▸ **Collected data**
use std::env;
use std::fmt;
use std::net::{IpAddr, SocketAddr};
use std::time::Duration;

use chrono::{Local, NaiveDate};

use crate::workflows::hired::EmployeePolicy;

pub const DEFAULT_PINPOINT_API_URL: &str = "https://developers-test.pinpointhq.com/api/v1";
pub const DEFAULT_HIBOB_API_URL: &str = "https://api.hibob.com/v1";
pub const DEFAULT_UPSTREAM_TIMEOUT_SECS: u64 = 30;

/// Distinguishes runtime behavior for different stages of the service.
#[derive(Debug, Clone, Copy, PartialEq, Eq)]
pub enum AppEnvironment {
    Development,
    Test,
    Production,
}

impl AppEnvironment {
    fn from_str(value: &str) -> Self {
        match value.trim().to_ascii_lowercase().as_str() {
            "prod" | "production" => Self::Production,
            "test" | "ci" => Self::Test,
            _ => Self::Development,
        }
    }
}

/// Top-level configuration for the application.
#[derive(Debug, Clone)]
pub struct AppConfig {
    pub environment: AppEnvironment,
    pub server: ServerConfig,
    pub telemetry: TelemetryConfig,
    pub pinpoint: PinpointConfig,
    pub hibob: HibobConfig,
    pub policy: EmployeePolicy,
}

impl AppConfig {
    /// Load from the process environment, reading a `.env` file first if present.
    pub fn load() -> Result<Self, ConfigError> {
        dotenvy::dotenv().ok();
        Self::from_lookup(|name| env::var(name).ok(), Local::now().date_naive())
    }

    /// Build the configuration from an arbitrary variable source.
    ///
    /// `today` anchors the default employee start date.
    pub fn from_lookup<F>(lookup: F, today: NaiveDate) -> Result<Self, ConfigError>
    where
        F: Fn(&str) -> Option<String>,
    {
        let var = |name: &str| lookup(name).filter(|value| !value.trim().is_empty());
        let required = |name: &'static str| var(name).ok_or(ConfigError::Missing { name });

        let environment =
            AppEnvironment::from_str(&var("APP_ENV").unwrap_or_else(|| "development".to_string()));

        let host = var("APP_HOST").unwrap_or_else(|| "127.0.0.1".to_string());
        let port = var("APP_PORT")
            .unwrap_or_else(|| "3000".to_string())
            .trim()
            .parse::<u16>()
            .map_err(|_| ConfigError::InvalidPort)?;

        let log_level = var("APP_LOG_LEVEL").unwrap_or_else(|| "info".to_string());
        let log_format = match var("APP_LOG_FORMAT") {
            Some(raw) => LogFormat::parse(&raw).ok_or(ConfigError::InvalidLogFormat { value: raw })?,
            None if environment == AppEnvironment::Production => LogFormat::Json,
            None => LogFormat::Compact,
        };

        let timeout = match var("UPSTREAM_TIMEOUT_SECS") {
            Some(raw) => raw
                .trim()
                .parse::<u64>()
                .ok()
                .filter(|secs| *secs > 0)
                .ok_or(ConfigError::InvalidTimeout { value: raw })?,
            None => DEFAULT_UPSTREAM_TIMEOUT_SECS,
        };
        let timeout = Duration::from_secs(timeout);

        let pinpoint = PinpointConfig {
            base_url: var("PINPOINT_API_URL")
                .unwrap_or_else(|| DEFAULT_PINPOINT_API_URL.to_string()),
            api_key: Secret::new(required("PINPOINT_API_KEY")?),
            timeout,
        };

        let hibob = HibobConfig {
            base_url: var("HIBOB_API_URL").unwrap_or_else(|| DEFAULT_HIBOB_API_URL.to_string()),
            user_id: required("HIBOB_USER_ID")?,
            password: Secret::new(required("HIBOB_PASSWORD")?),
            timeout,
        };

        let mut policy = EmployeePolicy::starting_after(today);
        if let Some(site) = var("HIBOB_WORK_SITE") {
            policy.site = site.trim().to_string();
        }
        if let Some(raw) = var("HIBOB_START_DATE") {
            policy.start_date = NaiveDate::parse_from_str(raw.trim(), "%Y-%m-%d").map_err(|_| {
                ConfigError::InvalidDate {
                    name: "HIBOB_START_DATE",
                    value: raw.clone(),
                }
            })?;
        }
        policy.email_override = var("HIBOB_EMAIL_OVERRIDE").map(|email| email.trim().to_string());

        Ok(Self {
            environment,
            server: ServerConfig { host, port },
            telemetry: TelemetryConfig {
                log_level,
                format: log_format,
            },
            pinpoint,
            hibob,
            policy,
        })
    }
}

/// Settings controlling the HTTP server binding.
#[derive(Debug, Clone)]
pub struct ServerConfig {
    pub host: String,
    pub port: u16,
}

impl ServerConfig {
    pub fn socket_addr(&self) -> Result<SocketAddr, ConfigError> {
        if self.host.eq_ignore_ascii_case("localhost") {
            return Ok(SocketAddr::new(IpAddr::from([127, 0, 0, 1]), self.port));
        }

        let ip: IpAddr = self
            .host
            .parse()
            .map_err(|source| ConfigError::InvalidHost { source })?;

        Ok(SocketAddr::new(ip, self.port))
    }
}

/// Tracing controls.
#[derive(Debug, Clone)]
pub struct TelemetryConfig {
    pub log_level: String,
    pub format: LogFormat,
}

#[derive(Debug, Clone, Copy, PartialEq, Eq)]
pub enum LogFormat {
    Compact,
    Json,
}

impl LogFormat {
    fn parse(value: &str) -> Option<Self> {
        match value.trim().to_ascii_lowercase().as_str() {
            "compact" | "text" => Some(Self::Compact),
            "json" => Some(Self::Json),
            _ => None,
        }
    }
}

/// Pinpoint API access.
#[derive(Debug, Clone)]
pub struct PinpointConfig {
    pub base_url: String,
    pub api_key: Secret,
    pub timeout: Duration,
}

/// HiBob API access via a service user.
#[derive(Debug, Clone)]
pub struct HibobConfig {
    pub base_url: String,
    pub user_id: String,
    pub password: Secret,
    pub timeout: Duration,
}

/// Credential value that is redacted from `Debug` output.
#[derive(Clone, PartialEq, Eq)]
pub struct Secret(String);

impl Secret {
    pub fn new(value: impl Into<String>) -> Self {
        Self(value.into())
    }

    pub fn expose(&self) -> &str {
        &self.0
    }
}

impl fmt::Debug for Secret {
    fn fmt(&self, f: &mut fmt::Formatter<'_>) -> fmt::Result {
        f.write_str("Secret(***)")
    }
}

#[derive(Debug)]
pub enum ConfigError {
    InvalidPort,
    InvalidHost { source: std::net::AddrParseError },
    Missing { name: &'static str },
    InvalidDate { name: &'static str, value: String },
    InvalidTimeout { value: String },
    InvalidLogFormat { value: String },
}

impl fmt::Display for ConfigError {
    fn fmt(&self, f: &mut fmt::Formatter<'_>) -> fmt::Result {
        match self {
            ConfigError::InvalidPort => write!(f, "APP_PORT must be a valid u16"),
            ConfigError::InvalidHost { .. } => {
                write!(f, "APP_HOST must parse to an IPv4 or IPv6 address")
            }
            ConfigError::Missing { name } => write!(f, "{name} must be set"),
            ConfigError::InvalidDate { name, value } => {
                write!(f, "{name} must be a YYYY-MM-DD date, got '{value}'")
            }
            ConfigError::InvalidTimeout { value } => write!(
                f,
                "UPSTREAM_TIMEOUT_SECS must be a positive number of seconds, got '{value}'"
            ),
            ConfigError::InvalidLogFormat { value } => {
                write!(f, "APP_LOG_FORMAT must be 'compact' or 'json', got '{value}'")
            }
        }
    }
}

impl std::error::Error for ConfigError {
    fn source(&self) -> Option<&(dyn std::error::Error + 'static)> {
        match self {
            ConfigError::InvalidHost { source } => Some(source),
            _ => None,
        }
    }
}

▸ **Description of the task**
Give the data again, exactly as it stands.

▸ **Result of this task**
use std::env;
use std::fmt;
use std::net::{IpAddr, SocketAddr};
use std::time::Duration;

use chrono::{Local, NaiveDate};

use crate::workflows::hired::EmployeePolicy;

pub const DEFAULT_PINPOINT_API_URL: &str = "https://developers-test.pinpointhq.com/api/v1";
pub const DEFAULT_HIBOB_API_URL: &str = "https://api.hibob.com/v1";
pub const DEFAULT_UPSTREAM_TIMEOUT_SECS: u64 = 30;

/// Distinguishes runtime behavior for different stages of the service.
#[derive(Debug, Clone, Copy, PartialEq, Eq)]
pub enum AppEnvironment {
    Development,
    Test,
    Production,
}

impl AppEnvironment {
    fn from_str(value: &str) -> Self {
        match value.trim().to_ascii_lowercase().as_str() {
            "prod" | "production" => Self::Production,
            "test" | "ci" => Self::Test,
            _ => Self::Development,
        }
    }
}

/// Top-level configuration for the application.
#[derive(Debug, Clone)]
pub struct AppConfig {
    pub environment: AppEnvironment,
    pub server: ServerConfig,
    pub telemetry: TelemetryConfig,
    pub pinpoint: PinpointConfig,
    pub hibob: HibobConfig,
    pub policy: EmployeePolicy,
}

impl AppConfig {
    /// Load from the process environment, reading a `.env` file first if present.
    pub fn load() -> Result<Self, ConfigError> {
        dotenvy::dotenv().ok();
        Self::from_lookup(|name| env::var(name).ok(), Local::now().date_naive())
    }

    /// Build the configuration from an arbitrary variable source.
    ///
    /// `today` anchors the default employee start date.
    pub fn from_lookup<F>(lookup: F, today: NaiveDate) -> Result<Self, ConfigError>
    where
        F: Fn(&str) -> Option<String>,
    {
        let var = |name: &str| lookup(name).filter(|value| !value.trim().is_empty());
        let required = |name: &'static str| var(name).ok_or(ConfigError::Missing { name });

        let environment =
            AppEnvironment::from_str(&var("APP_ENV").unwrap_or_else(|| "development".to_string()));

        let host = var("APP_HOST").unwrap_or_else(|| "127.0.0.1".to_string());
        let port = var("APP_PORT")
            .unwrap_or_else(|| "3000".to_string())
            .trim()
            .parse::<u16>()
            .map_err(|_| ConfigError::InvalidPort)?;

        let log_level = var("APP_LOG_LEVEL").unwrap_or_else(|| "info".to_string());
        let log_format = match var("APP_LOG_FORMAT") {
            Some(raw) => LogFormat::parse(&raw).ok_or(ConfigError::InvalidLogFormat { value: raw })?,
            None if environment == AppEnvironment::Production => LogFormat::Json,
            None => LogFormat::Compact,
        };

        let timeout = match var("UPSTREAM_TIMEOUT_SECS") {
            Some(raw) => raw
                .trim()
                .parse::<u64>()
                .ok()
                .filter(|secs| *secs > 0)
                .ok_or(ConfigError::InvalidTimeout { value: raw })?,
            None => DEFAULT_UPSTREAM_TIMEOUT_SECS,
        };
        let timeout = Duration::from_secs(timeout);

        let pinpoint = PinpointConfig {
            base_url: var("PINPOINT_API_URL")
                .unwrap_or_else(|| DEFAULT_PINPOINT_API_URL.to_string()),
            api_key: Secret::new(required("PINPOINT_API_KEY")?),
            timeout,
        };

        let hibob = HibobConfig {
            base_url: var("HIBOB_API_URL").unwrap_or_else(|| DEFAULT_HIBOB_API_URL.to_string()),
            user_id: required("HIBOB_USER_ID")?,
            password: Secret::new(required("HIBOB_PASSWORD")?),
            timeout,
        };

        let mut policy = EmployeePolicy::starting_after(today);
        if let Some(site) = var("HIBOB_WORK_SITE") {
            policy.site = site.trim().to_string();
        }
        if let Some(raw) = var("HIBOB_START_DATE") {
            policy.start_date = NaiveDate::parse_from_str(raw.trim(), "%Y-%m-%d").map_err(|_| {
                ConfigError::InvalidDate {
                    name: "HIBOB_START_DATE",
                    value: raw.clone(),
                }
            })?;
        }
        policy.email_override = var("HIBOB_EMAIL_OVERRIDE").map(|email| email.trim().to_string());

        Ok(Self {
            environment,
            server: ServerConfig { host, port },
            telemetry: TelemetryConfig {
                log_level,
                format: log_format,
            },
            pinpoint,
            hibob,
            policy,
        })
    }
}

/// Settings controlling the HTTP server binding.
#[derive(Debug, Clone)]
pub struct ServerConfig {
    pub host: String,
    pub port: u16,
}

impl ServerConfig {
    pub fn socket_addr(&self) -> Result<SocketAddr, ConfigError> {
        if self.host.eq_ignore_ascii_case("localhost") {
            return Ok(SocketAddr::new(IpAddr::from([127, 0, 0, 1]), self.port));
        }

        let ip: IpAddr = self
            .host
            .parse()
            .map_err(|source| ConfigError::InvalidHost { source })?;

        Ok(SocketAddr::new(ip, self.port))
    }
}

/// Tracing controls.
#[derive(Debug, Clone)]
pub struct TelemetryConfig {
    pub log_level: String,
    pub format: LogFormat,
}

#[derive(Debug, Clone, Copy, PartialEq, Eq)]
pub enum LogFormat {
    Compact,
    Json,
}

impl LogFormat {
    fn parse(value: &str) -> Option<Self> {
        match value.trim().to_ascii_lowercase().as_str() {
            "compact" | "text" => Some(Self::Compact),
            "json" => Some(Self::Json),
            _ => None,
        }
    }
}

/// Pinpoint API access.
#[derive(Debug, Clone)]
pub struct PinpointConfig {
    pub base_url: String,
    pub api_key: Secret,
    pub timeout: Duration,
}

/// HiBob API access via a service user.
#[derive(Debug, Clone)]
pub struct HibobConfig {
    pub base_url: String,
    pub user_id: String,
    pub password: Secret,
    pub timeout: Duration,
}

/// Credential value that is redacted from `Debug` output.
#[derive(Clone, PartialEq, Eq)]
pub struct Secret(String);

impl Secret {
    pub fn new(value: impl Into<String>) -> Self {
        Self(value.into())
    }

    pub fn expose(&self) -> &str {
        &self.0
    }
}

impl fmt::Debug for Secret {
    fn fmt(&self, f: &mut fmt::Formatter<'_>) -> fmt::Result {
        f.write_str("Secret(***)")
    }
}

#[derive(Debug)]
pub enum ConfigError {
    InvalidPort,
    InvalidHost { source: std::net::AddrParseError },
    Missing { name: &'static str },
    InvalidDate { name: &'static str, value: String },
    InvalidTimeout { value: String },
    InvalidLogFormat { value: String },
}

impl fmt::Display for ConfigError {
    fn fmt(&self, f: &mut fmt::Formatter<'_>) -> fmt::Result {
        match self {
            ConfigError::InvalidPort => write!(f, "APP_PORT must be a valid u16"),
            ConfigError::InvalidHost { .. } => {
                write!(f, "APP_HOST must parse to an IPv4 or IPv6 address")
            }
            ConfigError::Missing { name } => write!(f, "{name} must be set"),
            ConfigError::InvalidDate { name, value } => {
                write!(f, "{name} must be a YYYY-MM-DD date, got '{value}'")
            }
            ConfigError::InvalidTimeout { value } => write!(
                f,
                "UPSTREAM_TIMEOUT_SECS must be a positive number of seconds, got '{value}'"
            ),
            ConfigError::InvalidLogFormat { value } => {
                write!(f, "APP_LOG_FORMAT must be 'compact' or 'json', got '{value}'")
            }
        }
    }
}

impl std::error::Error for ConfigError {
    fn source(&self) -> Option<&(dyn std::error::Error + 'static)> {
        match self {
            ConfigError::InvalidHost { source } => Some(source),
            _ => None,
        }
    }
}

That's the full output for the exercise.